***** INPUT DATA *****

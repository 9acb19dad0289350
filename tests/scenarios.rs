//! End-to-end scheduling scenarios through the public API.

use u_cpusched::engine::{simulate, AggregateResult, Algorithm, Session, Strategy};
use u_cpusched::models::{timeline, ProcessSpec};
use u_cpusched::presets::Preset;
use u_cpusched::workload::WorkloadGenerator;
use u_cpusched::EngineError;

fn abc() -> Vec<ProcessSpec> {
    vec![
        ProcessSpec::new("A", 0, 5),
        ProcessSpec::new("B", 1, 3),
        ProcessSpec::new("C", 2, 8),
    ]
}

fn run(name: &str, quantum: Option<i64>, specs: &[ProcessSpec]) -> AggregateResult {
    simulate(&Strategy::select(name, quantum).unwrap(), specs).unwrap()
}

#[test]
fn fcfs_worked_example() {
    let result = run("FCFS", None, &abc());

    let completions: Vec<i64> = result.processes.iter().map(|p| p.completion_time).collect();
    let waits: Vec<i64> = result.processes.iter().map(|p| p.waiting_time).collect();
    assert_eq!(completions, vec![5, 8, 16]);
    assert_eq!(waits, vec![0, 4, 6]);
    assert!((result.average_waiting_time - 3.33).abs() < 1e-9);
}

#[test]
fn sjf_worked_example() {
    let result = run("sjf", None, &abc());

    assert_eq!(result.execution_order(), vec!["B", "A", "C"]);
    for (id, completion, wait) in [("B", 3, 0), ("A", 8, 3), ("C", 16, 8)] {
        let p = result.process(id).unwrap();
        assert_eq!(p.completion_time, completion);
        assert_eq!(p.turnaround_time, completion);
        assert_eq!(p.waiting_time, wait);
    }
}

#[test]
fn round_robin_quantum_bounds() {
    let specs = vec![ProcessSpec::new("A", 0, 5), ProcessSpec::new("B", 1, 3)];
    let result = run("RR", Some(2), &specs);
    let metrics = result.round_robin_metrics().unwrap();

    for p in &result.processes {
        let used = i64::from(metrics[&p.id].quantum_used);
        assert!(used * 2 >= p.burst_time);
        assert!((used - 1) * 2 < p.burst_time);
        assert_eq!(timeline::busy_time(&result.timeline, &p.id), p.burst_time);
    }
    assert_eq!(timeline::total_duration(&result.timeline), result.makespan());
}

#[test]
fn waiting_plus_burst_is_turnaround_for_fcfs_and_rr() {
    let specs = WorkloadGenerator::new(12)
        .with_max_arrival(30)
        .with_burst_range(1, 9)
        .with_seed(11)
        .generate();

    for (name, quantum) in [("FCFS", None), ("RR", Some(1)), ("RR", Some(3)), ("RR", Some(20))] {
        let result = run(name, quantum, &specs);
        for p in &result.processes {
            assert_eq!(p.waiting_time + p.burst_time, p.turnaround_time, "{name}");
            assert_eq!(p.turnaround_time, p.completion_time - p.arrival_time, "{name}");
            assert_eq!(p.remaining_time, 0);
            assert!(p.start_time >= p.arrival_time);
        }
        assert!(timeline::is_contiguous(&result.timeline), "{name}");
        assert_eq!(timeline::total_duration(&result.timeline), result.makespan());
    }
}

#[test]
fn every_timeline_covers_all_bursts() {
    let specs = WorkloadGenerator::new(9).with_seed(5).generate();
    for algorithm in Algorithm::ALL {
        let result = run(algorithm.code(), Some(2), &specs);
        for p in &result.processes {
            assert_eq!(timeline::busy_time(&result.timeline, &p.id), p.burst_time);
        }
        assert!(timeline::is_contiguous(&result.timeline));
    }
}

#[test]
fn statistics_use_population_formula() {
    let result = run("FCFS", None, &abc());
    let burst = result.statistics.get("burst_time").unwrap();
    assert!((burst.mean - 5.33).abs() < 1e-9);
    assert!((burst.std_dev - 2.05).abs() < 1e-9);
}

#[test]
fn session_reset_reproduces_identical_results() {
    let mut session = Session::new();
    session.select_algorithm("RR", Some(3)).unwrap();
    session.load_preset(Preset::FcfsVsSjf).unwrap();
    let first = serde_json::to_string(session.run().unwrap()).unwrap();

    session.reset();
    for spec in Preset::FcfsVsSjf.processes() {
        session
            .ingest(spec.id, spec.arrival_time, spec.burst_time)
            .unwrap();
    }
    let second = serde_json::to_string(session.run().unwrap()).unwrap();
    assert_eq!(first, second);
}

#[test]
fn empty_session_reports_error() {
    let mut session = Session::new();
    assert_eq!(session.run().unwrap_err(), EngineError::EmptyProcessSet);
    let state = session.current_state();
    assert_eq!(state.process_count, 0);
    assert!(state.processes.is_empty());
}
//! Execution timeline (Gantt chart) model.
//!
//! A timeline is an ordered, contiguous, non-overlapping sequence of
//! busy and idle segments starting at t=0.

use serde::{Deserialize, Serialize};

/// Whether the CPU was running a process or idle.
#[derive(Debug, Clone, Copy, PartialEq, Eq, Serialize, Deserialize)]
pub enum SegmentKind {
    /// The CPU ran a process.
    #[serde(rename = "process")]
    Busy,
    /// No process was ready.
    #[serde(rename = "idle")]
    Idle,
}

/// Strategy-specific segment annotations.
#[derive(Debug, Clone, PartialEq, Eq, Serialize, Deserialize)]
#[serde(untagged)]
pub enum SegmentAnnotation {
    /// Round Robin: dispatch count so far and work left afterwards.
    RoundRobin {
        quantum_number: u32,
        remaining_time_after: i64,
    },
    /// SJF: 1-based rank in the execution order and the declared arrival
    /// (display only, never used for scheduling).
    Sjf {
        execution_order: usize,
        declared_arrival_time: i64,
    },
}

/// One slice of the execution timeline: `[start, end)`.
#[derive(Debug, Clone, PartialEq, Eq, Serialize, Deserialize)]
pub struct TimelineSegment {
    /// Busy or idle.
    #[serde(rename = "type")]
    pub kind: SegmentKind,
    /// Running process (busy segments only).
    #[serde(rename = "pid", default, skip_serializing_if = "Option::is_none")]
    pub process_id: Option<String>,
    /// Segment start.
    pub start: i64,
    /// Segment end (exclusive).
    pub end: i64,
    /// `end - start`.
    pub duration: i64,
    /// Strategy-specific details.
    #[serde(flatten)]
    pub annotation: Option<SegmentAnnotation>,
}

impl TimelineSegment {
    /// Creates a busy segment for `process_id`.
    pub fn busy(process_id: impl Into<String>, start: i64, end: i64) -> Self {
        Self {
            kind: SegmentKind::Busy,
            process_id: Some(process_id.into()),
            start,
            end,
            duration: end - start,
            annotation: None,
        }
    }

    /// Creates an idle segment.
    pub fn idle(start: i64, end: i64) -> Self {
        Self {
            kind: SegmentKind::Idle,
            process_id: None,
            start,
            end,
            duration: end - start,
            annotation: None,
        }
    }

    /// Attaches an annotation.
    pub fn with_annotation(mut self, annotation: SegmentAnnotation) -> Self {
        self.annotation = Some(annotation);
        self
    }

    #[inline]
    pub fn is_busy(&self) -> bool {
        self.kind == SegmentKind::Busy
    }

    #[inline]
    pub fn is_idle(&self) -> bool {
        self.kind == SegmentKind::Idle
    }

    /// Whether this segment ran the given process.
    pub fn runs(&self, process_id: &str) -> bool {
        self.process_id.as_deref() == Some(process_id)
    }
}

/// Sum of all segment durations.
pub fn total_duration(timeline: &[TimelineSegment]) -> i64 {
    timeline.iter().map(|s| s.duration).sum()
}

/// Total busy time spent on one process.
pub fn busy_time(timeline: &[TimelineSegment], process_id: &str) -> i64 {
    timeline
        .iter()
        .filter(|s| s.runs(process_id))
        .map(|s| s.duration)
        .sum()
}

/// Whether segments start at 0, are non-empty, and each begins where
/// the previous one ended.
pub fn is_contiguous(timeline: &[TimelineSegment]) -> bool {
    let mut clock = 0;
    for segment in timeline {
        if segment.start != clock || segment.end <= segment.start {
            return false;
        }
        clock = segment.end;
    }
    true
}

*****

## EXERCISE INSTRUCTIONS
Without omission, return all of the records exactly as given.

## ANSWER
repository 9acb19dad0289350
filename tests/scenarios.rs
//! End-to-end scheduling scenarios through the public API.

use u_cpusched::engine::{simulate, AggregateResult, Algorithm, Session, Strategy};
use u_cpusched::models::{timeline, ProcessSpec};
use u_cpusched::presets::Preset;
use u_cpusched::workload::WorkloadGenerator;
use u_cpusched::EngineError;

fn abc() -> Vec<ProcessSpec> {
    vec![
        ProcessSpec::new("A", 0, 5),
        ProcessSpec::new("B", 1, 3),
        ProcessSpec::new("C", 2, 8),
    ]
}

fn run(name: &str, quantum: Option<i64>, specs: &[ProcessSpec]) -> AggregateResult {
    simulate(&Strategy::select(name, quantum).unwrap(), specs).unwrap()
}

#[test]
fn fcfs_worked_example() {
    let result = run("FCFS", None, &abc());

    let completions: Vec<i64> = result.processes.iter().map(|p| p.completion_time).collect();
    let waits: Vec<i64> = result.processes.iter().map(|p| p.waiting_time).collect();
    assert_eq!(completions, vec![5, 8, 16]);
    assert_eq!(waits, vec![0, 4, 6]);
    assert!((result.average_waiting_time - 3.33).abs() < 1e-9);
}

#[test]
fn sjf_worked_example() {
    let result = run("sjf", None, &abc());

    assert_eq!(result.execution_order(), vec!["B", "A", "C"]);
    for (id, completion, wait) in [("B", 3, 0), ("A", 8, 3), ("C", 16, 8)] {
        let p = result.process(id).unwrap();
        assert_eq!(p.completion_time, completion);
        assert_eq!(p.turnaround_time, completion);
        assert_eq!(p.waiting_time, wait);
    }
}

#[test]
fn round_robin_quantum_bounds() {
    let specs = vec![ProcessSpec::new("A", 0, 5), ProcessSpec::new("B", 1, 3)];
    let result = run("RR", Some(2), &specs);
    let metrics = result.round_robin_metrics().unwrap();

    for p in &result.processes {
        let used = i64::from(metrics[&p.id].quantum_used);
        assert!(used * 2 >= p.burst_time);
        assert!((used - 1) * 2 < p.burst_time);
        assert_eq!(timeline::busy_time(&result.timeline, &p.id), p.burst_time);
    }
    assert_eq!(timeline::total_duration(&result.timeline), result.makespan());
}

#[test]
fn waiting_plus_burst_is_turnaround_for_fcfs_and_rr() {
    let specs = WorkloadGenerator::new(12)
        .with_max_arrival(30)
        .with_burst_range(1, 9)
        .with_seed(11)
        .generate();

    for (name, quantum) in [("FCFS", None), ("RR", Some(1)), ("RR", Some(3)), ("RR", Some(20))] {
        let result = run(name, quantum, &specs);
        for p in &result.processes {
            assert_eq!(p.waiting_time + p.burst_time, p.turnaround_time, "{name}");
            assert_eq!(p.turnaround_time, p.completion_time - p.arrival_time, "{name}");
            assert_eq!(p.remaining_time, 0);
            assert!(p.start_time >= p.arrival_time);
        }
        assert!(timeline::is_contiguous(&result.timeline), "{name}");
        assert_eq!(timeline::total_duration(&result.timeline), result.makespan());
    }
}

#[test]
fn every_timeline_covers_all_bursts() {
    let specs = WorkloadGenerator::new(9).with_seed(5).generate();
    for algorithm in Algorithm::ALL {
        let result = run(algorithm.code(), Some(2), &specs);
        for p in &result.processes {
            assert_eq!(timeline::busy_time(&result.timeline, &p.id), p.burst_time);
        }
        assert!(timeline::is_contiguous(&result.timeline));
    }
}

#[test]
fn statistics_use_population_formula() {
    let result = run("FCFS", None, &abc());
    let burst = result.statistics.get("burst_time").unwrap();
    assert!((burst.mean - 5.33).abs() < 1e-9);
    assert!((burst.std_dev - 2.05).abs() < 1e-9);
}

#[test]
fn session_reset_reproduces_identical_results() {
    let mut session = Session::new();
    session.select_algorithm("RR", Some(3)).unwrap();
    session.load_preset(Preset::FcfsVsSjf).unwrap();
    let first = serde_json::to_string(session.run().unwrap()).unwrap();

    session.reset();
    for spec in Preset::FcfsVsSjf.processes() {
        session
            .ingest(spec.id, spec.arrival_time, spec.burst_time)
            .unwrap();
    }
    let second = serde_json::to_string(session.run().unwrap()).unwrap();
    assert_eq!(first, second);
}

#[test]
fn empty_session_reports_error() {
    let mut session = Session::new();
    assert_eq!(session.run().unwrap_err(), EngineError::EmptyProcessSet);
    let state = session.current_state();
    assert_eq!(state.process_count, 0);
    assert!(state.processes.is_empty());
}
//! Execution timeline (Gantt chart) model.
//!
//! A timeline is an ordered, contiguous, non-overlapping sequence of
//! busy and idle segments starting at t=0.

use serde::{Deserialize, Serialize};

/// Whether the CPU was running a process or idle.
#[derive(Debug, Clone, Copy, PartialEq, Eq, Serialize, Deserialize)]
pub enum SegmentKind {
    /// The CPU ran a process.
    #[serde(rename = "process")]
    Busy,
    /// No process was ready.
    #[serde(rename = "idle")]
    Idle,
}

/// Strategy-specific segment annotations.
#[derive(Debug, Clone, PartialEq, Eq, Serialize, Deserialize)]
#[serde(untagged)]
pub enum SegmentAnnotation {
    /// Round Robin: dispatch count so far and work left afterwards.
    RoundRobin {
        quantum_number: u32,
        remaining_time_after: i64,
    },
    /// SJF: 1-based rank in the execution order and the declared arrival
    /// (display only, never used for scheduling).
    Sjf {
        execution_order: usize,
        declared_arrival_time: i64,
    },
}

/// One slice of the execution timeline: `[start, end)`.
#[derive(Debug, Clone, PartialEq, Eq, Serialize, Deserialize)]
pub struct TimelineSegment {
    /// Busy or idle.
    #[serde(rename = "type")]
    pub kind: SegmentKind,
    /// Running process (busy segments only).
    #[serde(rename = "pid", default, skip_serializing_if = "Option::is_none")]
    pub process_id: Option<String>,
    /// Segment start.
    pub start: i64,
    /// Segment end (exclusive).
    pub end: i64,
    /// `end - start`.
    pub duration: i64,
    /// Strategy-specific details.
    #[serde(flatten)]
    pub annotation: Option<SegmentAnnotation>,
}

impl TimelineSegment {
    /// Creates a busy segment for `process_id`.
    pub fn busy(process_id: impl Into<String>, start: i64, end: i64) -> Self {
        Self {
            kind: SegmentKind::Busy,
            process_id: Some(process_id.into()),
            start,
            end,
            duration: end - start,
            annotation: None,
        }
    }

    /// Creates an idle segment.
    pub fn idle(start: i64, end: i64) -> Self {
        Self {
            kind: SegmentKind::Idle,
            process_id: None,
            start,
            end,
            duration: end - start,
            annotation: None,
        }
    }

    /// Attaches an annotation.
    pub fn with_annotation(mut self, annotation: SegmentAnnotation) -> Self {
        self.annotation = Some(annotation);
        self
    }

    #[inline]
    pub fn is_busy(&self) -> bool {
        self.kind == SegmentKind::Busy
    }

    #[inline]
    pub fn is_idle(&self) -> bool {
        self.kind == SegmentKind::Idle
    }

    /// Whether this segment ran the given process.
    pub fn runs(&self, process_id: &str) -> bool {
        self.process_id.as_deref() == Some(process_id)
    }
}

/// Sum of all segment durations.
pub fn total_duration(timeline: &[TimelineSegment]) -> i64 {
    timeline.iter().map(|s| s.duration).sum()
}

/// Total busy time spent on one process.
pub fn busy_time(timeline: &[TimelineSegment], process_id: &str) -> i64 {
    timeline
        .iter()
        .filter(|s| s.runs(process_id))
        .map(|s| s.duration)
        .sum()
}

/// Whether segments start at 0, are non-empty, and each begins where
/// the previous one ended.
pub fn is_contiguous(timeline: &[TimelineSegment]) -> bool {
    let mut clock = 0;
    for segment in timeline {
        if segment.start != clock || segment.end <= segment.start {
            return false;
        }
        clock = segment.end;
    }
    true
}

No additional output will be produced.